GOAL OF THE EXERCISE: Restate all the data exactly, so that each line is the same as before.

*** Opening of PROVIDED DATA ***

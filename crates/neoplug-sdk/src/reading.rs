//! Readings and the transform pipeline.
//!
//! Handlers produce [`Reading`]s; the scheduler stamps them with the owning
//! device id, runs them through the device's transform pipeline, and only
//! then caches and broadcasts them.

use std::collections::HashMap;
use std::sync::Arc;

use serde::{Deserialize, Serialize};
use uuid::Uuid;

use crate::error::{SdkError, SdkResult};

/// Typed value carried by a reading.
#[derive(Debug, Clone, PartialEq, Serialize, Deserialize)]
pub enum Value {
    Integer(i64),
    Float(f64),
    String(String),
    Boolean(bool),
    Null,
}

impl Value {
    /// Numeric view of the value, if it has one.
    pub fn as_f64(&self) -> Option<f64> {
        match self {
            Self::Float(v) => Some(*v),
            Self::Integer(v) => Some(*v as f64),
            _ => None,
        }
    }
}

impl std::fmt::Display for Value {
    fn fmt(&self, f: &mut std::fmt::Formatter<'_>) -> std::fmt::Result {
        match self {
            Self::Integer(v) => write!(f, "{}", v),
            Self::Float(v) => write!(f, "{}", v),
            Self::String(v) => write!(f, "{}", v),
            Self::Boolean(v) => write!(f, "{}", v),
            Self::Null => write!(f, "null"),
        }
    }
}

impl From<i64> for Value {
    fn from(v: i64) -> Self {
        Self::Integer(v)
    }
}

impl From<f64> for Value {
    fn from(v: f64) -> Self {
        Self::Float(v)
    }
}

impl From<bool> for Value {
    fn from(v: bool) -> Self {
        Self::Boolean(v)
    }
}

impl From<&str> for Value {
    fn from(v: &str) -> Self {
        Self::String(v.to_string())
    }
}

impl From<String> for Value {
    fn from(v: String) -> Self {
        Self::String(v)
    }
}

/// Unit of measure for a reading.
#[derive(Debug, Clone, PartialEq, Eq, Serialize, Deserialize)]
pub struct Unit {
    /// Full name, e.g. `celsius`.
    pub name: String,
    /// Symbol, e.g. `C`.
    pub symbol: String,
}

impl Unit {
    pub fn new(name: impl Into<String>, symbol: impl Into<String>) -> Self {
        Self {
            name: name.into(),
            symbol: symbol.into(),
        }
    }
}

/// A timestamped, typed value belonging to one device.
#[derive(Debug, Clone, Serialize, Deserialize)]
pub struct Reading {
    /// Owning device; stamped by the scheduler before publication.
    pub device: Uuid,
    /// Output name, e.g. `temperature`.
    pub output: String,
    pub value: Value,
    #[serde(skip_serializing_if = "Option::is_none")]
    pub unit: Option<Unit>,
    /// Decimal places a numeric value is rounded to after transforms.
    #[serde(skip_serializing_if = "Option::is_none")]
    pub precision: Option<u32>,
    /// Milliseconds since the Unix epoch.
    pub timestamp: i64,
    /// Extra context attached by the handler.
    #[serde(default, skip_serializing_if = "HashMap::is_empty")]
    pub context: HashMap<String, String>,
}

impl Reading {
    /// Create a reading stamped with the current time. The device id is
    /// filled in by the scheduler.
    pub fn new(output: impl Into<String>, value: impl Into<Value>) -> Self {
        Self {
            device: Uuid::nil(),
            output: output.into(),
            value: value.into(),
            unit: None,
            precision: None,
            timestamp: chrono::Utc::now().timestamp_millis(),
            context: HashMap::new(),
        }
    }

    /// Set the unit.
    pub fn with_unit(mut self, unit: Unit) -> Self {
        self.unit = Some(unit);
        self
    }

    /// Set the rounding precision.
    pub fn with_precision(mut self, precision: u32) -> Self {
        self.precision = Some(precision);
        self
    }

    /// Attach a context entry.
    pub fn with_context(mut self, key: impl Into<String>, value: impl Into<String>) -> Self {
        self.context.insert(key.into(), value.into());
        self
    }
}

/// A batch of readings associated with one device.
///
/// Unit reads are wrapped into a context by the scheduler; bulk reads and
/// listeners build their own since only the handler knows the association.
#[derive(Debug, Clone)]
pub struct ReadContext {
    pub device: Uuid,
    pub readings: Vec<Reading>,
}

impl ReadContext {
    pub fn new(device: Uuid, readings: Vec<Reading>) -> Self {
        Self { device, readings }
    }
}

/// One stage of a device's reading-transform pipeline.
#[derive(Clone)]
pub enum Transform {
    /// Multiply a numeric value.
    Scale(f64),
    /// Add to a numeric value.
    Offset(f64),
    /// Arbitrary user conversion.
    Apply(Arc<dyn Fn(&Value) -> SdkResult<Value> + Send + Sync>),
}

impl Transform {
    /// Apply this stage to a value.
    pub fn apply(&self, value: &Value) -> SdkResult<Value> {
        match self {
            Self::Scale(factor) => {
                let v = numeric(value, "scale")?;
                Ok(Value::Float(v * factor))
            }
            Self::Offset(offset) => {
                let v = numeric(value, "offset")?;
                Ok(Value::Float(v + offset))
            }
            Self::Apply(f) => f(value),
        }
    }
}

impl std::fmt::Debug for Transform {
    fn fmt(&self, f: &mut std::fmt::Formatter<'_>) -> std::fmt::Result {
        match self {
            Self::Scale(factor) => write!(f, "Scale({})", factor),
            Self::Offset(offset) => write!(f, "Offset({})", offset),
            Self::Apply(_) => write!(f, "Apply(..)"),
        }
    }
}

fn numeric(value: &Value, what: &str) -> SdkResult<f64> {
    value.as_f64().ok_or_else(|| {
        SdkError::InvalidArgument(format!("cannot {} non-numeric value {:?}", what, value))
    })
}

#[cfg(test)]
mod tests {
    use super::*;

    #[test]
    fn test_value_as_f64() {
        assert_eq!(Value::Integer(3).as_f64(), Some(3.0));
        assert_eq!(Value::Float(2.5).as_f64(), Some(2.5));
        assert_eq!(Value::Boolean(true).as_f64(), None);
        assert_eq!(Value::Null.as_f64(), None);
    }

    #[test]
    fn test_reading_builder() {
        let reading = Reading::new("temperature", 21.5)
            .with_unit(Unit::new("celsius", "C"))
            .with_context("source", "probe-1");
        assert_eq!(reading.output, "temperature");
        assert_eq!(reading.value, Value::Float(21.5));
        assert_eq!(reading.unit.as_ref().map(|u| u.symbol.as_str()), Some("C"));
        assert_eq!(reading.context.get("source").map(String::as_str), Some("probe-1"));
        assert!(reading.timestamp > 0);
    }

    #[test]
    fn test_scale_transform() {
        let scaled = Transform::Scale(2.0).apply(&Value::Integer(4)).unwrap();
        assert_eq!(scaled, Value::Float(8.0));
    }

    #[test]
    fn test_offset_transform() {
        let shifted = Transform::Offset(-40.0).apply(&Value::Float(100.0)).unwrap();
        assert_eq!(shifted, Value::Float(60.0));
    }

    #[test]
    fn test_scale_rejects_non_numeric() {
        let err = Transform::Scale(2.0).apply(&Value::String("on".into()));
        assert!(matches!(err, Err(SdkError::InvalidArgument(_))));
    }

    #[test]
    fn test_apply_transform() {
        let to_fahrenheit = Transform::Apply(Arc::new(|v: &Value| {
            let c = v.as_f64().ok_or_else(|| {
                SdkError::InvalidArgument("not numeric".into())
            })?;
            Ok(Value::Float(c * 9.0 / 5.0 + 32.0))
        }));
        assert_eq!(
            to_fahrenheit.apply(&Value::Float(100.0)).unwrap(),
            Value::Float(212.0)
        );
    }
}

*** Close of PROVIDED DATA ***

RESULT FOR THIS EXERCISE:
filename crates/neoplug-sdk/src/reading.rs
//! Readings and the transform pipeline.
//!
//! Handlers produce [`Reading`]s; the scheduler stamps them with the owning
//! device id, runs them through the device's transform pipeline, and only
//! then caches and broadcasts them.

use std::collections::HashMap;
use std::sync::Arc;

use serde::{Deserialize, Serialize};
use uuid::Uuid;

use crate::error::{SdkError, SdkResult};

/// Typed value carried by a reading.
#[derive(Debug, Clone, PartialEq, Serialize, Deserialize)]
pub enum Value {
    Integer(i64),
    Float(f64),
    String(String),
    Boolean(bool),
    Null,
}

impl Value {
    /// Numeric view of the value, if it has one.
    pub fn as_f64(&self) -> Option<f64> {
        match self {
            Self::Float(v) => Some(*v),
            Self::Integer(v) => Some(*v as f64),
            _ => None,
        }
    }
}

impl std::fmt::Display for Value {
    fn fmt(&self, f: &mut std::fmt::Formatter<'_>) -> std::fmt::Result {
        match self {
            Self::Integer(v) => write!(f, "{}", v),
            Self::Float(v) => write!(f, "{}", v),
            Self::String(v) => write!(f, "{}", v),
            Self::Boolean(v) => write!(f, "{}", v),
            Self::Null => write!(f, "null"),
        }
    }
}

impl From<i64> for Value {
    fn from(v: i64) -> Self {
        Self::Integer(v)
    }
}

impl From<f64> for Value {
    fn from(v: f64) -> Self {
        Self::Float(v)
    }
}

impl From<bool> for Value {
    fn from(v: bool) -> Self {
        Self::Boolean(v)
    }
}

impl From<&str> for Value {
    fn from(v: &str) -> Self {
        Self::String(v.to_string())
    }
}

impl From<String> for Value {
    fn from(v: String) -> Self {
        Self::String(v)
    }
}

/// Unit of measure for a reading.
#[derive(Debug, Clone, PartialEq, Eq, Serialize, Deserialize)]
pub struct Unit {
    /// Full name, e.g. `celsius`.
    pub name: String,
    /// Symbol, e.g. `C`.
    pub symbol: String,
}

impl Unit {
    pub fn new(name: impl Into<String>, symbol: impl Into<String>) -> Self {
        Self {
            name: name.into(),
            symbol: symbol.into(),
        }
    }
}

/// A timestamped, typed value belonging to one device.
#[derive(Debug, Clone, Serialize, Deserialize)]
pub struct Reading {
    /// Owning device; stamped by the scheduler before publication.
    pub device: Uuid,
    /// Output name, e.g. `temperature`.
    pub output: String,
    pub value: Value,
    #[serde(skip_serializing_if = "Option::is_none")]
    pub unit: Option<Unit>,
    /// Decimal places a numeric value is rounded to after transforms.
    #[serde(skip_serializing_if = "Option::is_none")]
    pub precision: Option<u32>,
    /// Milliseconds since the Unix epoch.
    pub timestamp: i64,
    /// Extra context attached by the handler.
    #[serde(default, skip_serializing_if = "HashMap::is_empty")]
    pub context: HashMap<String, String>,
}

impl Reading {
    /// Create a reading stamped with the current time. The device id is
    /// filled in by the scheduler.
    pub fn new(output: impl Into<String>, value: impl Into<Value>) -> Self {
        Self {
            device: Uuid::nil(),
            output: output.into(),
            value: value.into(),
            unit: None,
            precision: None,
            timestamp: chrono::Utc::now().timestamp_millis(),
            context: HashMap::new(),
        }
    }

    /// Set the unit.
    pub fn with_unit(mut self, unit: Unit) -> Self {
        self.unit = Some(unit);
        self
    }

    /// Set the rounding precision.
    pub fn with_precision(mut self, precision: u32) -> Self {
        self.precision = Some(precision);
        self
    }

    /// Attach a context entry.
    pub fn with_context(mut self, key: impl Into<String>, value: impl Into<String>) -> Self {
        self.context.insert(key.into(), value.into());
        self
    }
}

/// A batch of readings associated with one device.
///
/// Unit reads are wrapped into a context by the scheduler; bulk reads and
/// listeners build their own since only the handler knows the association.
#[derive(Debug, Clone)]
pub struct ReadContext {
    pub device: Uuid,
    pub readings: Vec<Reading>,
}

impl ReadContext {
    pub fn new(device: Uuid, readings: Vec<Reading>) -> Self {
        Self { device, readings }
    }
}

/// One stage of a device's reading-transform pipeline.
#[derive(Clone)]
pub enum Transform {
    /// Multiply a numeric value.
    Scale(f64),
    /// Add to a numeric value.
    Offset(f64),
    /// Arbitrary user conversion.
    Apply(Arc<dyn Fn(&Value) -> SdkResult<Value> + Send + Sync>),
}

impl Transform {
    /// Apply this stage to a value.
    pub fn apply(&self, value: &Value) -> SdkResult<Value> {
        match self {
            Self::Scale(factor) => {
                let v = numeric(value, "scale")?;
                Ok(Value::Float(v * factor))
            }
            Self::Offset(offset) => {
                let v = numeric(value, "offset")?;
                Ok(Value::Float(v + offset))
            }
            Self::Apply(f) => f(value),
        }
    }
}

impl std::fmt::Debug for Transform {
    fn fmt(&self, f: &mut std::fmt::Formatter<'_>) -> std::fmt::Result {
        match self {
            Self::Scale(factor) => write!(f, "Scale({})", factor),
            Self::Offset(offset) => write!(f, "Offset({})", offset),
            Self::Apply(_) => write!(f, "Apply(..)"),
        }
    }
}

fn numeric(value: &Value, what: &str) -> SdkResult<f64> {
    value.as_f64().ok_or_else(|| {
        SdkError::InvalidArgument(format!("cannot {} non-numeric value {:?}", what, value))
    })
}

#[cfg(test)]
mod tests {
    use super::*;

    #[test]
    fn test_value_as_f64() {
        assert_eq!(Value::Integer(3).as_f64(), Some(3.0));
        assert_eq!(Value::Float(2.5).as_f64(), Some(2.5));
        assert_eq!(Value::Boolean(true).as_f64(), None);
        assert_eq!(Value::Null.as_f64(), None);
    }

    #[test]
    fn test_reading_builder() {
        let reading = Reading::new("temperature", 21.5)
            .with_unit(Unit::new("celsius", "C"))
            .with_context("source", "probe-1");
        assert_eq!(reading.output, "temperature");
        assert_eq!(reading.value, Value::Float(21.5));
        assert_eq!(reading.unit.as_ref().map(|u| u.symbol.as_str()), Some("C"));
        assert_eq!(reading.context.get("source").map(String::as_str), Some("probe-1"));
        assert!(reading.timestamp > 0);
    }

    #[test]
    fn test_scale_transform() {
        let scaled = Transform::Scale(2.0).apply(&Value::Integer(4)).unwrap();
        assert_eq!(scaled, Value::Float(8.0));
    }

    #[test]
    fn test_offset_transform() {
        let shifted = Transform::Offset(-40.0).apply(&Value::Float(100.0)).unwrap();
        assert_eq!(shifted, Value::Float(60.0));
    }

    #[test]
    fn test_scale_rejects_non_numeric() {
        let err = Transform::Scale(2.0).apply(&Value::String("on".into()));
        assert!(matches!(err, Err(SdkError::InvalidArgument(_))));
    }

    #[test]
    fn test_apply_transform() {
        let to_fahrenheit = Transform::Apply(Arc::new(|v: &Value| {
            let c = v.as_f64().ok_or_else(|| {
                SdkError::InvalidArgument("not numeric".into())
            })?;
            Ok(Value::Float(c * 9.0 / 5.0 + 32.0))
        }));
        assert_eq!(
            to_fahrenheit.apply(&Value::Float(100.0)).unwrap(),
            Value::Float(212.0)
        );
    }
}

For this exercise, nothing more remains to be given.